Exercise: If a line of the records holds the word "filename", copy it out.

Exercise materials:
* * * *

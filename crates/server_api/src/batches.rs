use shared::{
    domain::{now_millis, Batch, BatchId, User},
    error::{ApiError, ErrorCode},
    ledger::{self, BatchOccupancy},
};
use tracing::info;

use crate::{audit, internal, ApiContext};

pub async fn list_batches(ctx: &ApiContext) -> Result<Vec<Batch>, ApiError> {
    ctx.storage.list_batches().await.map_err(internal)
}

pub async fn batch_occupancy(ctx: &ApiContext) -> Result<Vec<BatchOccupancy>, ApiError> {
    let batches = ctx.storage.list_batches().await.map_err(internal)?;
    let candidates = ctx.storage.list_candidates().await.map_err(internal)?;
    Ok(batches
        .iter()
        .map(|batch| ledger::occupancy(batch, &candidates))
        .collect())
}

pub async fn save_batch(ctx: &ApiContext, actor: Option<&User>, mut batch: Batch) -> Result<Batch, ApiError> {
    if batch.name.trim().is_empty() {
        return Err(ApiError::validation("batch name is required"));
    }
    if batch.max_seats == 0 {
        return Err(ApiError::validation("maxSeats must be positive"));
    }
    if batch.id.is_blank() {
        batch.id = BatchId::generate();
    }
    if batch.created_at <= 0 {
        batch.created_at = now_millis();
    }
    batch.name = batch.name.trim().to_string();

    ctx.storage.upsert_batch(&batch).await.map_err(internal)?;
    audit::record(
        ctx,
        actor,
        "save_batch",
        format!("saved batch {} ({}, {} seats)", batch.id, batch.name, batch.max_seats),
    )
    .await?;
    info!(batch_id = %batch.id, "batch saved");
    Ok(batch)
}

/// Occupied batches cannot be deleted; cancelled admissions do not count.
pub async fn delete_batch(ctx: &ApiContext, actor: Option<&User>, batch_id: &BatchId) -> Result<(), ApiError> {
    let candidates = ctx.storage.list_candidates().await.map_err(internal)?;
    let filled = ledger::filled_seats(batch_id, &candidates);
    if filled > 0 {
        return Err(ApiError::new(
            ErrorCode::Conflict,
            format!(
                "Cannot delete a batch that has active admissions ({filled}). Please move or cancel candidates first."
            ),
        ));
    }

    let deleted = ctx.storage.delete_batch(batch_id).await.map_err(internal)?;
    if !deleted {
        return Err(ApiError::not_found(format!("batch {batch_id} not found")));
    }
    audit::record(ctx, actor, "delete_batch", format!("deleted batch {batch_id}")).await?;
    Ok(())
}
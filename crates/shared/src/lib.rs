pub mod dashboard;
pub mod domain;
pub mod error;
pub mod ledger;
pub mod protocol;
pub mod query;
use std::{net::SocketAddr, path::PathBuf, sync::Arc};

use axum::{
    body::Bytes,
    extract::{DefaultBodyLimit, State},
    http::{header, HeaderMap, StatusCode},
    response::{IntoResponse, Response},
    routing::{get, post},
    Json, Router,
};
use chrono::Utc;
use server_api::{dispatch, parse_request, session::SessionConfig, ApiContext, ApiSettings};
use shared::{
    error::{ApiError, ErrorCode},
    protocol::ApiStatus,
};
use storage::Storage;
use tower_http::{
    cors::CorsLayer,
    limit::RequestBodyLimitLayer,
    services::{ServeDir, ServeFile},
    trace::TraceLayer,
};
use tracing::{error, info, warn};
use tracing_subscriber::EnvFilter;

mod app_state;
mod config;

use app_state::AppState;
use config::{load_settings, prepare_database_url};

/// Candidate screenshots travel inline as base64.
const MAX_BODY_BYTES: usize = 50 * 1024 * 1024;

#[tokio::main]
async fn main() -> anyhow::Result<()> {
    tracing_subscriber::fmt()
        .with_env_filter(EnvFilter::try_from_default_env().unwrap_or_else(|_| EnvFilter::new("info")))
        .init();

    let settings = load_settings()?;
    let database_url = prepare_database_url(&settings.database_url)?;
    let storage = Storage::new(&database_url).await.map_err(|error| {
        error!(
            %database_url,
            %error,
            "failed to open SQLite database; verify parent directory exists and permissions are correct"
        );
        error
    })?;
    if storage.count_users().await? == 0 {
        warn!("no users exist yet; bootstrap one with `tools create-user`");
    }

    let secret = if settings.session_secret.trim().is_empty() {
        warn!("session_secret is not configured; sessions will not survive a restart");
        uuid::Uuid::new_v4().to_string()
    } else {
        settings.session_secret.clone()
    };
    if !settings.require_session {
        warn!("require_session is disabled; every action runs without authentication");
    }

    let api = ApiContext {
        storage,
        settings: ApiSettings {
            total_fees: settings.total_fees,
            require_session: settings.require_session,
            ..ApiSettings::default()
        },
        sessions: SessionConfig {
            secret,
            ttl_seconds: settings.session_ttl_seconds,
        },
    };

    let app = build_router(Arc::new(AppState { api }), settings.static_root());

    let addr: SocketAddr = settings.bind_addr.parse()?;
    info!(%addr, total_fees = settings.total_fees, "admissions server listening");
    let listener = tokio::net::TcpListener::bind(addr).await?;
    axum::serve(listener, app).await?;
    Ok(())
}

fn build_router(state: Arc<AppState>, static_root: Option<PathBuf>) -> Router {
    let router = Router::new()
        .route("/healthz", get(healthz))
        .route("/api-status", get(api_status))
        .route("/api-v1", post(handle_action))
        .route("/admission-api", post(handle_action))
        .with_state(state);

    let router = match static_root.filter(|root| root.is_dir()) {
        Some(root) => {
            let index = root.join("index.html");
            router.fallback_service(ServeDir::new(root).fallback(ServeFile::new(index)))
        }
        None => router.fallback(build_not_found),
    };

    router
        .layer(DefaultBodyLimit::disable())
        .layer(RequestBodyLimitLayer::new(MAX_BODY_BYTES))
        .layer(CorsLayer::permissive())
        .layer(TraceLayer::new_for_http())
}

async fn healthz() -> &'static str {
    "ok"
}

async fn build_not_found() -> (StatusCode, &'static str) {
    (StatusCode::NOT_FOUND, "Build not found")
}

async fn api_status(State(state): State<Arc<AppState>>) -> (StatusCode, Json<ApiStatus>) {
    let storage = &state.api.storage;
    if let Err(error) = storage.health_check().await {
        error!(%error, "database health check failed");
        return (
            StatusCode::INTERNAL_SERVER_ERROR,
            Json(ApiStatus {
                status: "error".into(),
                database: "disconnected".into(),
                schema: None,
                time: None,
                error: Some(error.to_string()),
            }),
        );
    }

    let schema = match storage.schema_ready().await {
        Ok(true) => "ready",
        Ok(false) => "missing_tables",
        Err(error) => {
            warn!(%error, "schema check failed");
            "missing_tables"
        }
    };
    (
        StatusCode::OK,
        Json(ApiStatus {
            status: "active".into(),
            database: "connected".into(),
            schema: Some(schema.into()),
            time: Some(Utc::now().to_rfc3339()),
            error: None,
        }),
    )
}

async fn handle_action(State(state): State<Arc<AppState>>, headers: HeaderMap, body: Bytes) -> Response {
    let bearer = bearer_token(&headers);
    let result = match serde_json::from_slice(&body) {
        Ok(value) => match parse_request(value) {
            Ok(request) => dispatch(&state.api, bearer, request).await,
            Err(err) => Err(err),
        },
        Err(err) => Err(ApiError::validation(format!("invalid JSON body: {err}"))),
    };

    match result {
        Ok(value) => (StatusCode::OK, Json(value)).into_response(),
        Err(err) => {
            if err.code == ErrorCode::Internal {
                error!(error = %err.message, "action failed");
            }
            (status_for(err.code), Json(err)).into_response()
        }
    }
}

fn bearer_token(headers: &HeaderMap) -> Option<&str> {
    headers
        .get(header::AUTHORIZATION)?
        .to_str()
        .ok()?
        .strip_prefix("Bearer ")
}

fn status_for(code: ErrorCode) -> StatusCode {
    match code {
        ErrorCode::Unauthorized => StatusCode::UNAUTHORIZED,
        ErrorCode::Forbidden => StatusCode::FORBIDDEN,
        ErrorCode::NotFound => StatusCode::NOT_FOUND,
        ErrorCode::Validation => StatusCode::BAD_REQUEST,
        ErrorCode::Conflict => StatusCode::CONFLICT,
        ErrorCode::Internal => StatusCode::INTERNAL_SERVER_ERROR,
    }
}

#[cfg(test)]
#[path = "tests/main_tests.rs"]
mod tests;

* * * *

Result for this task:
filename crates/server_api/src/batches.rs
filename crates/shared/src/lib.rs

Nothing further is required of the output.